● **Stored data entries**
----------

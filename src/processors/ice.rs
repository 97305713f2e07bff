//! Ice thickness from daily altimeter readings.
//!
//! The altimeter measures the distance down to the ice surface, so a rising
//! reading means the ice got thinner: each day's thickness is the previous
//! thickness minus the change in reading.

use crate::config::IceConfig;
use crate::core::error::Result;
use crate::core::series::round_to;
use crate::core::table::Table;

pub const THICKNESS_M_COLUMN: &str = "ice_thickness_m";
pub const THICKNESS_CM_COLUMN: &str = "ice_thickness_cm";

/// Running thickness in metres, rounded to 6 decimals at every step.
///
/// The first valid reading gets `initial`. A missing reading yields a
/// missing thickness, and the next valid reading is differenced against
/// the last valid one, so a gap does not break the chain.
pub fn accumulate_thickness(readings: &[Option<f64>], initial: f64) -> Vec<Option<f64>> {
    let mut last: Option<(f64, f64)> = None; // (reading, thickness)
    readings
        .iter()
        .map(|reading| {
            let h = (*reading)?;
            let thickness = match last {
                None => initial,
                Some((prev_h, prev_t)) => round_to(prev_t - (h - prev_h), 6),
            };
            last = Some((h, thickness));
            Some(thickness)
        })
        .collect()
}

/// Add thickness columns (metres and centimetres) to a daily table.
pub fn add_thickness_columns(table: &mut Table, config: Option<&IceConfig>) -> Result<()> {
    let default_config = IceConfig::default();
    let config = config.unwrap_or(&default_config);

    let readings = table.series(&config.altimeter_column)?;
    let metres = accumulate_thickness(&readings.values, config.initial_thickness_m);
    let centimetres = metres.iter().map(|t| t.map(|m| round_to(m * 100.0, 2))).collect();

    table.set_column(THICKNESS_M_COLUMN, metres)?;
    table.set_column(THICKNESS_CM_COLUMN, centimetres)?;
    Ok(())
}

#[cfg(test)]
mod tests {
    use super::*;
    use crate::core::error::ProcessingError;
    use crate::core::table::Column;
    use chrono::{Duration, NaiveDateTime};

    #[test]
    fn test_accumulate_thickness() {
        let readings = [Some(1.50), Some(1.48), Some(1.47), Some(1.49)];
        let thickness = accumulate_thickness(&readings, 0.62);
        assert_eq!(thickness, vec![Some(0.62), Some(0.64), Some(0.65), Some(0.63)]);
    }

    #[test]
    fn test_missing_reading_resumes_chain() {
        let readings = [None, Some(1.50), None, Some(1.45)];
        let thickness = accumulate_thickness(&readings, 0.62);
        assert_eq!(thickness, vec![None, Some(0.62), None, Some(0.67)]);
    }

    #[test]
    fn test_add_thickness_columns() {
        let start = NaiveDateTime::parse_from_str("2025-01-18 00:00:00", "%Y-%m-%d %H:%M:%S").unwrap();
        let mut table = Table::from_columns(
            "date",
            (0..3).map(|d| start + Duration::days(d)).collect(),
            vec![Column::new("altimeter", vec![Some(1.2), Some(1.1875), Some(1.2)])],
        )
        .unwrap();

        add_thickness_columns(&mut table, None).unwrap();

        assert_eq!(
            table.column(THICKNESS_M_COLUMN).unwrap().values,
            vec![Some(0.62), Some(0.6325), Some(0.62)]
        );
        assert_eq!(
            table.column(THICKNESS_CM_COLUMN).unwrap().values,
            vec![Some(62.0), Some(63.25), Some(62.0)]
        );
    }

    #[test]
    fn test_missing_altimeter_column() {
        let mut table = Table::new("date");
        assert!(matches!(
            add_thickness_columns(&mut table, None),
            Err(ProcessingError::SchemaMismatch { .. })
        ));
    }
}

----------

● **PROMPT**
Every line of the data must be reproduced exactly.

● **ANSWER TO THIS TASK**
filename src/processors/ice.rs
repository 97305713f2e07bff
//! Ice thickness from daily altimeter readings.
//!
//! The altimeter measures the distance down to the ice surface, so a rising
//! reading means the ice got thinner: each day's thickness is the previous
//! thickness minus the change in reading.

use crate::config::IceConfig;
use crate::core::error::Result;
use crate::core::series::round_to;
use crate::core::table::Table;

pub const THICKNESS_M_COLUMN: &str = "ice_thickness_m";
pub const THICKNESS_CM_COLUMN: &str = "ice_thickness_cm";

/// Running thickness in metres, rounded to 6 decimals at every step.
///
/// The first valid reading gets `initial`. A missing reading yields a
/// missing thickness, and the next valid reading is differenced against
/// the last valid one, so a gap does not break the chain.
pub fn accumulate_thickness(readings: &[Option<f64>], initial: f64) -> Vec<Option<f64>> {
    let mut last: Option<(f64, f64)> = None; // (reading, thickness)
    readings
        .iter()
        .map(|reading| {
            let h = (*reading)?;
            let thickness = match last {
                None => initial,
                Some((prev_h, prev_t)) => round_to(prev_t - (h - prev_h), 6),
            };
            last = Some((h, thickness));
            Some(thickness)
        })
        .collect()
}

/// Add thickness columns (metres and centimetres) to a daily table.
pub fn add_thickness_columns(table: &mut Table, config: Option<&IceConfig>) -> Result<()> {
    let default_config = IceConfig::default();
    let config = config.unwrap_or(&default_config);

    let readings = table.series(&config.altimeter_column)?;
    let metres = accumulate_thickness(&readings.values, config.initial_thickness_m);
    let centimetres = metres.iter().map(|t| t.map(|m| round_to(m * 100.0, 2))).collect();

    table.set_column(THICKNESS_M_COLUMN, metres)?;
    table.set_column(THICKNESS_CM_COLUMN, centimetres)?;
    Ok(())
}

#[cfg(test)]
mod tests {
    use super::*;
    use crate::core::error::ProcessingError;
    use crate::core::table::Column;
    use chrono::{Duration, NaiveDateTime};

    #[test]
    fn test_accumulate_thickness() {
        let readings = [Some(1.50), Some(1.48), Some(1.47), Some(1.49)];
        let thickness = accumulate_thickness(&readings, 0.62);
        assert_eq!(thickness, vec![Some(0.62), Some(0.64), Some(0.65), Some(0.63)]);
    }

    #[test]
    fn test_missing_reading_resumes_chain() {
        let readings = [None, Some(1.50), None, Some(1.45)];
        let thickness = accumulate_thickness(&readings, 0.62);
        assert_eq!(thickness, vec![None, Some(0.62), None, Some(0.67)]);
    }

    #[test]
    fn test_add_thickness_columns() {
        let start = NaiveDateTime::parse_from_str("2025-01-18 00:00:00", "%Y-%m-%d %H:%M:%S").unwrap();
        let mut table = Table::from_columns(
            "date",
            (0..3).map(|d| start + Duration::days(d)).collect(),
            vec![Column::new("altimeter", vec![Some(1.2), Some(1.1875), Some(1.2)])],
        )
        .unwrap();

        add_thickness_columns(&mut table, None).unwrap();

        assert_eq!(
            table.column(THICKNESS_M_COLUMN).unwrap().values,
            vec![Some(0.62), Some(0.6325), Some(0.62)]
        );
        assert_eq!(
            table.column(THICKNESS_CM_COLUMN).unwrap().values,
            vec![Some(62.0), Some(63.25), Some(62.0)]
        );
    }

    #[test]
    fn test_missing_altimeter_column() {
        let mut table = Table::new("date");
        assert!(matches!(
            add_thickness_columns(&mut table, None),
            Err(ProcessingError::SchemaMismatch { .. })
        ));
    }
}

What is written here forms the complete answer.